As with other subduction zones around the world, Cascadia ETS events used to be semi-predictable. Broken into three primary regions—Northern (Wrangellia Zone), Central (Siletzia Zone), and Southern (Klamath Zone)—the timing of ETS events could more or less be predicted.

2007 Miami University and UC Berkeley research lists occurrences every 14 ± 2, 19 ± 4, and 10 ± 2 months, respectively.

In a September 2019 King 5 interview, referring to an event in the northern region, Pacific Northwest Seismic Network Director, Harold Tobin, said, “Every 13, 14 months for 20 years, we’ve been seeing these regular, almost like clockwork events.”

In the video, Professor Tobin goes on to explain that recent ETS events had behaved a bit unusual with respect to timing and intensity.



It’s been nearly three years since that interview.

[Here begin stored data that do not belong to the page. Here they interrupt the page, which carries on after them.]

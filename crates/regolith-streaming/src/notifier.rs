//! Camera-side view change notifications.
//!
//! The camera controller calls [`ViewChangeNotifier::observe`] every frame.
//! Pose changes are throttled: at most one notification per interval, and a
//! change that arrives during the quiet period is delivered once the interval
//! has elapsed (trailing edge), provided `observe` or `flush` keeps being
//! called.

use std::time::{Duration, Instant};

use crossbeam_channel::{Sender, TrySendError};
use glam::{Quat, Vec3};

use crate::Camera;

/// Throttled, payload-free "the view changed" signal.
#[derive(Debug)]
pub struct ViewChangeNotifier {
    sender: Sender<()>,
    min_interval: Duration,
    epsilon: f32,
    last_pose: Option<(Vec3, Quat)>,
    last_sent: Option<Instant>,
    pending: bool,
}

impl ViewChangeNotifier {
    pub fn new(sender: Sender<()>, min_interval: Duration) -> Self {
        Self {
            sender,
            min_interval,
            epsilon: 1e-4,
            last_pose: None,
            last_sent: None,
            pending: false,
        }
    }

    /// Minimum position/rotation change that counts as a new pose.
    pub fn with_epsilon(mut self, epsilon: f32) -> Self {
        self.epsilon = epsilon;
        self
    }

    /// Record the camera pose at `now`. Returns `true` if a notification was
    /// sent.
    pub fn observe(&mut self, camera: &Camera, now: Instant) -> bool {
        let pose = (camera.position, camera.rotation);
        let changed = match self.last_pose {
            None => true,
            Some((position, rotation)) => {
                position.distance(pose.0) > self.epsilon
                    || !rotation.abs_diff_eq(pose.1, self.epsilon)
            }
        };
        if changed {
            self.last_pose = Some(pose);
            self.pending = true;
        }
        self.flush(now)
    }

    /// Deliver a pending change if the throttle interval has elapsed.
    pub fn flush(&mut self, now: Instant) -> bool {
        if !self.pending {
            return false;
        }
        let due = self
            .last_sent
            .is_none_or(|sent| now.saturating_duration_since(sent) >= self.min_interval);
        if !due {
            return false;
        }
        self.pending = false;
        self.last_sent = Some(now);
        match self.sender.try_send(()) {
            // A full channel already holds an undelivered change.
            Ok(()) | Err(TrySendError::Full(())) => true,
            Err(TrySendError::Disconnected(())) => {
                tracing::debug!("view change receiver dropped");
                false
            }
        }
    }

    /// Returns `true` if a change is waiting for the throttle interval.
    pub fn is_pending(&self) -> bool {
        self.pending
    }
}

#[cfg(test)]
mod tests {
    use crossbeam_channel::bounded;

    use super::*;

    fn camera_at(x: f32) -> Camera {
        Camera {
            position: Vec3::new(x, 0.0, 0.0),
            ..Camera::default()
        }
    }

    #[test]
    fn test_first_observation_notifies() {
        let (tx, rx) = bounded(1);
        let mut notifier = ViewChangeNotifier::new(tx, Duration::from_millis(1000));
        assert!(notifier.observe(&camera_at(0.0), Instant::now()));
        assert!(rx.try_recv().is_ok());
    }

    #[test]
    fn test_changes_inside_interval_are_coalesced() {
        let (tx, rx) = bounded(1);
        let mut notifier = ViewChangeNotifier::new(tx, Duration::from_millis(1000));
        let t0 = Instant::now();
        assert!(notifier.observe(&camera_at(0.0), t0));
        let _ = rx.try_recv();

        assert!(!notifier.observe(&camera_at(1.0), t0 + Duration::from_millis(100)));
        assert!(!notifier.observe(&camera_at(2.0), t0 + Duration::from_millis(200)));
        assert!(notifier.is_pending());
        assert!(rx.try_recv().is_err());

        // Trailing edge: the camera stopped, the last change is still delivered.
        assert!(notifier.flush(t0 + Duration::from_millis(1000)));
        assert!(rx.try_recv().is_ok());
        assert!(!notifier.is_pending());
    }

    #[test]
    fn test_unchanged_pose_is_silent() {
        let (tx, rx) = bounded(1);
        let mut notifier = ViewChangeNotifier::new(tx, Duration::ZERO);
        let t0 = Instant::now();
        notifier.observe(&camera_at(3.0), t0);
        let _ = rx.try_recv();
        assert!(!notifier.observe(&camera_at(3.0), t0 + Duration::from_secs(5)));
        assert!(!notifier.observe(&camera_at(3.00001), t0 + Duration::from_secs(6)));
        assert!(rx.try_recv().is_err());
    }

    #[test]
    fn test_full_channel_collapses_notifications() {
        let (tx, rx) = bounded(1);
        let mut notifier = ViewChangeNotifier::new(tx, Duration::ZERO);
        let t0 = Instant::now();
        assert!(notifier.observe(&camera_at(0.0), t0));
        assert!(notifier.observe(&camera_at(1.0), t0));
        assert_eq!(rx.try_iter().count(), 1);
    }
}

The “abnormal” behavior has continued. Predicting when a region will likely get an ETS is no longer possible. Check out this Quote from the PNSN Tremor Log: ETS Event of Fall 2021.

Aug 18, 2022 – Indeed the last batch of tremor reported above by Prof Creager stopped within a day of his post (Apr 7, 2022) but his observation of the northern Cascadia tremor section (Puget Sound – Vancouver Island) taking on a different pattern over the last five years seems to be continuing.  In early August a nine day burst of tremor took place right in the eastern Straights of Juan de Fuca.  While this burst of tremor didn’t last long enough to be considered a full ETS (10+ days) it did have both a slightly up-dip progression before moving slightly south to north.  It likely could be considered an “inter-ETS” event but what these things are called is starting to get quite arbitrary.  In any case the very regular 14 month cycle between large ETS events in this region seems to have changed over the past several years. Thus trying to anticipate when the next large event will occur is beyond me. However, the total tremor (and assumed slow slip) still fills in the whole zone if averaged over several years.”

Keep in mind, science has only known about the existence of ETS for roughly 30 years—not long enough to understand how ETS behave throughout the life cycle of subduction zone earthquakes. Take away: there’s no way to know if this change means anything with regard to risk. Still, a measurable geologic change is interesting to ponder.


The Link Between ETS and Subduction Zone Earthquakes

There are several research studies on the relationship between ETS and subduction zone earthquakes.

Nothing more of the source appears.